The question is, how does an enterprise evaluate and justify investing in network security products like next-generation firewalls, secure remote access and unified threat management appliances? Here is some background to consider:
While there is no exact formula or “cost of attacks” calculator, there are useful research studies that can provide techniques for IT managers to develop their own cost model and do so by using three core areas that are important for assessing the impact of network-based attacks:
- Defining the different types of network-based attacks.
- Understanding how those attacks can affect your bottom line.
- Methods of quantifying the impact of those attacks.
There are hundreds of types of network-based attacks that can damage an organization. The most common forms include viruses, trojans, worms and other malware that can shut down servers and workstations, or steal data; advanced persistent threats (APTs) designed to penetrate networks and surreptitiously steal intellectual property; distributed denial-of-service (DDoS) and flooding attacks that can overwhelm servers and shut down web sites.
This is where it hurts—attacks cause two major categories of harm, regardless of the source: data breaches and loss of service.
Data breaches result in confidential information being captured and surreptitiously removed out of the organization into the hands of criminals.
The damage caused by data breaches is very painful. They can be financial (lost revenue, legal and fines), soft costs (loss of customer loyalty, harm to brand reputation), and loss of competitiveness (intellectual property). Companies that have suffered data breaches spend an inordinate time and money in detection and technical remediation costs.
Denial-of-service attacks result in computer systems – workstations as well as web, application or database servers – being disabled. The damages in this scenario can also be catastrophic. Commerce slows to a crawl so revenue is directly impacted. Day-to-day processes are interrupted or employees cannot do their jobs. As with data breaches, there's a real cost associated with IT and support staff having to diagnose problems, restart services and re-image PCs.
As previously stated, there is no one-size-fits-all cost model. Two independent sources that can help IT quantify the impact of network-based attacks can be found in a study from Ponemon Institute and the NetDiligence® Cyber Liability & Data Breach Insurance Claims Study.
The Ponemon Institute conducted in-depth interviews late in 2011 with 49 U.S. companies that had experienced the loss or theft of customers' personal data. Some of the key findings include:
The per-record figures— which are based on fairly large quantities (100,000+ records)—can give IT managers a sense of the cost associated with data breaches, scaled to the size of the enterprise and the number of threats typically faced.
The NetDiligence study analyzed published a study of 137 events that resulted in insurance companies making payouts on cyber liability claims. Average payouts:
- Legal settlement per event: $2,100,000
- Legal defense per breach $582,000
- Total average insurance payout costs per event: $3.7 million
While these two studies measure different elements of the costs associated with network attacks, they are consistent in they both illustrate just how costly network attacks really are to a company's bottom line and its reputation.
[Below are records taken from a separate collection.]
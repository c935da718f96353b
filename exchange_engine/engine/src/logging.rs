use std::path::Path;

use tracing_appender::non_blocking::WorkerGuard;
use tracing_appender::rolling;
use tracing_subscriber::{EnvFilter, Layer, fmt, layer::SubscriberExt, util::SubscriberInitExt};

/// Initialize tracing with stdout output and, when `log_dir` is given, a daily rolling file.
/// File format: human-readable logfmt OR JSON.
///
/// Keep the returned guard alive for as long as the file should be flushed.
pub fn init_logging(log_dir: Option<&Path>, json_format: bool) -> Option<WorkerGuard> {
    // RUST_LOG wins; otherwise info
    let filter = EnvFilter::try_from_default_env().unwrap_or_else(|_| EnvFilter::new("info"));

    // Console layer (stderr keeps stdout free for command output)
    let stdout_layer = fmt::layer()
        .with_writer(std::io::stderr)
        .with_target(false)
        .with_level(true);

    let (file_layer, guard) = match log_dir {
        Some(dir) => {
            // Log file = <dir>/exchange.log.{date}
            let (writer, guard) = tracing_appender::non_blocking(rolling::daily(dir, "exchange.log"));
            let layer = if json_format {
                fmt::layer()
                    .json()
                    .with_writer(writer)
                    .with_current_span(false)
                    .with_span_list(false)
                    .with_level(true)
                    .boxed()
            } else {
                fmt::layer()
                    .with_writer(writer)
                    .with_target(false)
                    .with_ansi(false)
                    .with_level(true)
                    .boxed()
            };
            (Some(layer), Some(guard))
        }
        None => (None, None),
    };

    // try_init: a second call (tests, embedding apps) keeps the first subscriber
    let _ = tracing_subscriber::registry()
        .with(filter)
        .with(stdout_layer)
        .with(file_layer)
        .try_init();

    guard
}
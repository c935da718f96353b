//! Threshold Data Exchange Engine
//!
//! A data owner publishes data encrypted to a committee of compute nodes; a
//! consumer pays the committee to re-encrypt it and rebuilds the plaintext from
//! any threshold subset of their answers.

pub mod audit;
pub mod client;
pub mod committee;
pub mod compute;
pub mod config;
pub mod crypto;
pub mod encoding;
pub mod error;
pub mod ledger;
pub mod logging;
pub mod payment;
pub mod publish;
pub mod storage;
pub mod types;
pub mod wallet;

pub use client::{Collaborators, DataExchange};
pub use config::{ExchangeConfig, ThresholdConfig};
pub use error::{ExchangeError, Result};
pub use wallet::Wallet;

#[cfg(test)]
mod tests;
//! Threshold access policy bound to one selected committee.

use std::collections::HashSet;

use serde::{Deserialize, Serialize};

use crate::error::{ExchangeError, Result};
use crate::types::NodeInfo;

/// Share x-coordinates are a single byte.
pub const MAX_COMMITTEE_SIZE: usize = 255;

/// Which `t` of which `n` nodes must cooperate to release a dataset.
///
/// Built once at publish time and stored verbatim in the data record. The
/// fields are private so a policy read back from the ledger has passed the
/// same checks as one built locally.
#[derive(Debug, Clone, PartialEq, Eq, Serialize, Deserialize)]
#[serde(try_from = "PolicyParts")]
pub struct AccessPolicy {
    t: usize,
    n: usize,
    indices: Vec<u32>,
    names: Vec<String>,
}

#[derive(Deserialize)]
struct PolicyParts {
    t: usize,
    n: usize,
    indices: Vec<u32>,
    names: Vec<String>,
}

impl TryFrom<PolicyParts> for AccessPolicy {
    type Error = ExchangeError;

    fn try_from(parts: PolicyParts) -> Result<Self> {
        if parts.n != parts.names.len() {
            return Err(ExchangeError::InvalidPolicy {
                t: parts.t,
                n: parts.n,
            });
        }
        AccessPolicy::new(parts.t, parts.indices, parts.names)
    }
}

impl AccessPolicy {
    /// Validates `1 <= t <= n`, parallel lengths, unique names and dense `1..=n` indices.
    pub fn new(t: usize, indices: Vec<u32>, names: Vec<String>) -> Result<Self> {
        let n = names.len();
        validate_threshold(t, n)?;

        if indices.len() != n {
            return Err(ExchangeError::InvalidPolicy { t, n: indices.len() });
        }
        let dense = indices
            .iter()
            .enumerate()
            .all(|(i, index)| *index as usize == i + 1);
        if !dense {
            return Err(ExchangeError::InvalidPolicy { t, n });
        }
        let unique: HashSet<&String> = names.iter().collect();
        if unique.len() != n {
            return Err(ExchangeError::InvalidPolicy { t, n });
        }

        Ok(AccessPolicy { t, n, indices, names })
    }

    /// Packages a freshly selected committee. The caller asks for the right committee size.
    pub fn from_committee(t: usize, committee: &[NodeInfo]) -> Result<Self> {
        let indices = committee.iter().map(|node| node.committee_index).collect();
        let names = committee.iter().map(|node| node.name.clone()).collect();
        AccessPolicy::new(t, indices, names)
    }

    pub fn threshold(&self) -> usize {
        self.t
    }

    pub fn size(&self) -> usize {
        self.n
    }

    pub fn indices(&self) -> &[u32] {
        &self.indices
    }

    pub fn names(&self) -> &[String] {
        &self.names
    }

    /// `(committee index, node name)` pairs in policy order.
    pub fn members(&self) -> impl Iterator<Item = (u32, &str)> {
        self.indices
            .iter()
            .copied()
            .zip(self.names.iter().map(String::as_str))
    }
}

pub fn validate_threshold(t: usize, n: usize) -> Result<()> {
    if t == 0 || t > n || n > MAX_COMMITTEE_SIZE {
        return Err(ExchangeError::InvalidPolicy { t, n });
    }
    Ok(())
}
//! Committee selection over a snapshot of the node registry.

pub mod policy;

use rand::Rng;
use rand::seq::SliceRandom;
use tracing::debug;

use crate::error::{ExchangeError, Result};
use crate::types::{NodeInfo, RegisteredNode};

pub use policy::AccessPolicy;

/// Picks `n` of the registered nodes and numbers them `1..=n`.
///
/// With `randomize` the subset and its order are uniform (partial
/// Fisher-Yates); otherwise the first `n` in registry order are taken.
/// Registry indices may be sparse after churn, so the committee gets its own
/// dense numbering and the registry index is kept for logging only.
pub fn select_committee<R: Rng + ?Sized>(
    registered: &[RegisteredNode],
    n: usize,
    randomize: bool,
    rng: &mut R,
) -> Result<Vec<NodeInfo>> {
    if registered.len() < n {
        return Err(ExchangeError::InsufficientNodes {
            expected: n,
            actual: registered.len(),
        });
    }

    let mut candidates: Vec<&RegisteredNode> = registered.iter().collect();
    let chosen: &[&RegisteredNode] = if randomize {
        let (picked, _) = candidates.partial_shuffle(rng, n);
        picked
    } else {
        &candidates[..n]
    };

    let committee: Vec<NodeInfo> = chosen
        .iter()
        .enumerate()
        .map(|(position, node)| NodeInfo {
            registry_index: node.index,
            committee_index: position as u32 + 1,
            name: node.name.clone(),
            public_key_share: node.public_key.clone(),
        })
        .collect();

    debug!(
        committee = ?committee.iter().map(|m| (m.committee_index, m.registry_index)).collect::<Vec<_>>(),
        "selected committee"
    );
    Ok(committee)
}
Beyond these numbers, there are some back-of-the-envelope calculations that can help justify the investment needed for next-generation network firewall technologies:
· The revenue loss for every hour your web site is down, or impaired, because of a DDoS attack.
· The productivity loss for every hour a key business process is down because of malware disabling the server.
· The hourly rate for help desk personnel to diagnose malware infections and for the support group to re-image infected PCs.
Two additional techniques may be helpful in estimating the costs of attacks. Some organizations have created detailed estimates of possible future ramifications by conducting “war game” simulations. These involve gathering a cross-section of company staff and running through an attack scenario. These exercises not only help quantify costs, but often turn up other issues such as contractual obligations or the regulatory impact of data breaches.
So what does all this mean for IT managers? Network attacks are costly, disruptive, and should be avoided at all costs. The good news: there is a rich tool set available to help IT understand exactly how data breaches and loss-of-service attacks can affect your company's bottom line. It's not always an easy task to convince others within your organization that the dollars they invest today will protect them tomorrow, especially if you haven't had a breach, but it's vital that you do.
The numbers shared here clearly illustrate the damage that even a single breach can cause in terms of dollars. By comparing these costs with the preventative costs of next-generation protection technologies you are better armed and prepared to understand and articulate the financial and strategic value of increasing investment in securing your company's network. Managing your risk with next-generation firewalls is not just an academic exercise, it is a business imperative.